__Instructions for the task__. Copy the lines below exactly. Start at the first and finish with the line containing "so that the".

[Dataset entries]
"""
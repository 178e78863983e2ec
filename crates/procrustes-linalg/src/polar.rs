//! Polar decomposition of square real matrices.
//!
//! A polar decomposition factors a square matrix `A` into an orthogonal
//! factor `R` and a symmetric positive-semidefinite factor `T` such that
//! `A = R · T`. Two strategies are provided:
//!
//! * [`polar_svd`] computes the factors from a singular value decomposition
//!   and corrects the sign of the smallest singular direction so that the
//!   orthogonal factor is always a proper rotation (`det(R) = +1`).
//! * [`polar_dec`] computes the factors from an eigen-decomposition of the
//!   symmetric matrix `AᵀA` and keeps the sign of `det(A)`, so the
//!   orthogonal factor may be a reflection (`det(R) = -1`).
//!
//! Both strategies accept rank-deficient input and return some valid
//! orthogonal factor, although the factor is no longer unique in that case.
//!
//! # See also
//!
//! * `procrustes-align` for the point-set alignment built on these factors.

use faer::{Mat, MatRef};

/// Eigenvalue-ratio threshold below which [`polar_dec`] falls back to the
/// SVD strategy. Square root of the double-precision comparison tolerance.
const DEGENERACY_THRESHOLD: f64 = 1e-6;

/// Polar decomposition via SVD, disallowing reflections.
///
/// Factors `a = r · t` with `r` orthogonal and `t` symmetric. When the
/// orthogonal factor of the plain SVD product `U Vᵀ` has negative
/// determinant, the singular direction with the smallest singular value is
/// flipped, so the returned `r` always satisfies `det(r) = +1`.
///
/// # Arguments
///
/// * `a` - A square d×d matrix with finite entries.
///
/// # Returns
///
/// The pair `(r, t)` with `r · t = a` and `r` a proper rotation.
///
/// Example:
///
/// ```
/// use procrustes_linalg::polar::polar_svd;
///
/// let a = faer::mat![[0.0, -2.0], [2.0, 0.0]];
/// let (r, t) = polar_svd(a.as_ref());
/// assert!((r.determinant() - 1.0).abs() < 1e-12);
/// ```
pub fn polar_svd(a: MatRef<f64>) -> (Mat<f64>, Mat<f64>) {
    assert_eq!(a.nrows(), a.ncols(), "polar decomposition needs a square matrix");
    let dim = a.ncols();

    let svd = a.svd();
    let u = svd.u();
    let s = svd.s_diagonal();
    let v = svd.v();

    // sigma * v^T, shared by both branches of the symmetric factor
    let svt = Mat::from_fn(dim, dim, |i, j| s[i] * v.read(j, i));

    let r = u * v.transpose();
    if r.determinant() < 0.0 {
        // flip the direction of the smallest singular value (faer orders
        // singular values in descending order, so it is the last column)
        let mut w = v.to_owned();
        for i in 0..dim {
            w.write(i, dim - 1, -w.read(i, dim - 1));
        }
        (u * w.transpose(), &w * &svt)
    } else {
        (r, v * &svt)
    }
}

/// Polar decomposition via eigen-decomposition, allowing reflections.
///
/// Factors `a = r · t` where `t = sqrt(aᵀa)` is computed from a
/// self-adjoint eigen-decomposition and `r = a · t⁻¹`. The orthogonal
/// factor inherits the sign of `det(a)` and may therefore be an improper
/// rotation.
///
/// When `aᵀa` is ill-conditioned (eigenvalue ratio below 1e-6) or the
/// computed factor fails an orthogonality sanity check, the decomposition
/// falls back to [`polar_svd`], which forces `det(r) = +1`.
///
/// # Arguments
///
/// * `a` - A square d×d matrix with finite entries.
///
/// # Returns
///
/// The pair `(r, t)` with `r · t = a`, `r` orthogonal and `t` symmetric
/// positive-semidefinite.
pub fn polar_dec(a: MatRef<f64>) -> (Mat<f64>, Mat<f64>) {
    assert_eq!(a.nrows(), a.ncols(), "polar decomposition needs a square matrix");
    let dim = a.ncols();

    // eigen-decomposition of the symmetric product a^T * a
    let ata = a.transpose() * a;
    let eig = ata.selfadjoint_eigendecomposition(faer::Side::Lower);
    let q = eig.u();
    let lambda = eig.s().column_vector();

    let mut lambda_min = f64::INFINITY;
    let mut lambda_max = 0.0_f64;
    for i in 0..dim {
        // clamp tiny negative values produced by roundoff
        let value = lambda[i].max(0.0);
        lambda_min = lambda_min.min(value);
        lambda_max = lambda_max.max(value);
    }

    if lambda_max <= 0.0 || lambda_min / lambda_max < DEGENERACY_THRESHOLD {
        log::debug!("eigen polar decomposition is ill-conditioned, resorting to svd");
        return polar_svd(a);
    }

    let sqrt_lambda = (0..dim).map(|i| lambda[i].max(0.0).sqrt()).collect::<Vec<_>>();

    // t = q * sqrt(lambda) * q^T
    let q_sqrt = Mat::from_fn(dim, dim, |i, j| q.read(i, j) * sqrt_lambda[j]);
    let t = &q_sqrt * q.transpose();

    // r = a * q * sqrt(lambda)^-1 * q^T
    let q_inv_sqrt = Mat::from_fn(dim, dim, |i, j| q.read(i, j) / sqrt_lambda[j]);
    let r = a * &q_inv_sqrt * q.transpose();

    // an orthogonal factor has squared Frobenius norm equal to its dimension
    let norm_sq = r.norm_l2() * r.norm_l2();
    if (norm_sq - dim as f64).abs() > DEGENERACY_THRESHOLD {
        log::debug!("eigen polar factor failed the orthogonality check, resorting to svd");
        return polar_svd(a);
    }

    (r, t)
}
"""
__Output of the task__.
repository 178e78863983e2ec
filename crates/procrustes-linalg/src/polar.rs
//! Polar decomposition of square real matrices.
//!
//! A polar decomposition factors a square matrix `A` into an orthogonal
//! factor `R` and a symmetric positive-semidefinite factor `T` such that
//! `A = R · T`. Two strategies are provided:
//!
//! * [`polar_svd`] computes the factors from a singular value decomposition
//!   and corrects the sign of the smallest singular direction so that the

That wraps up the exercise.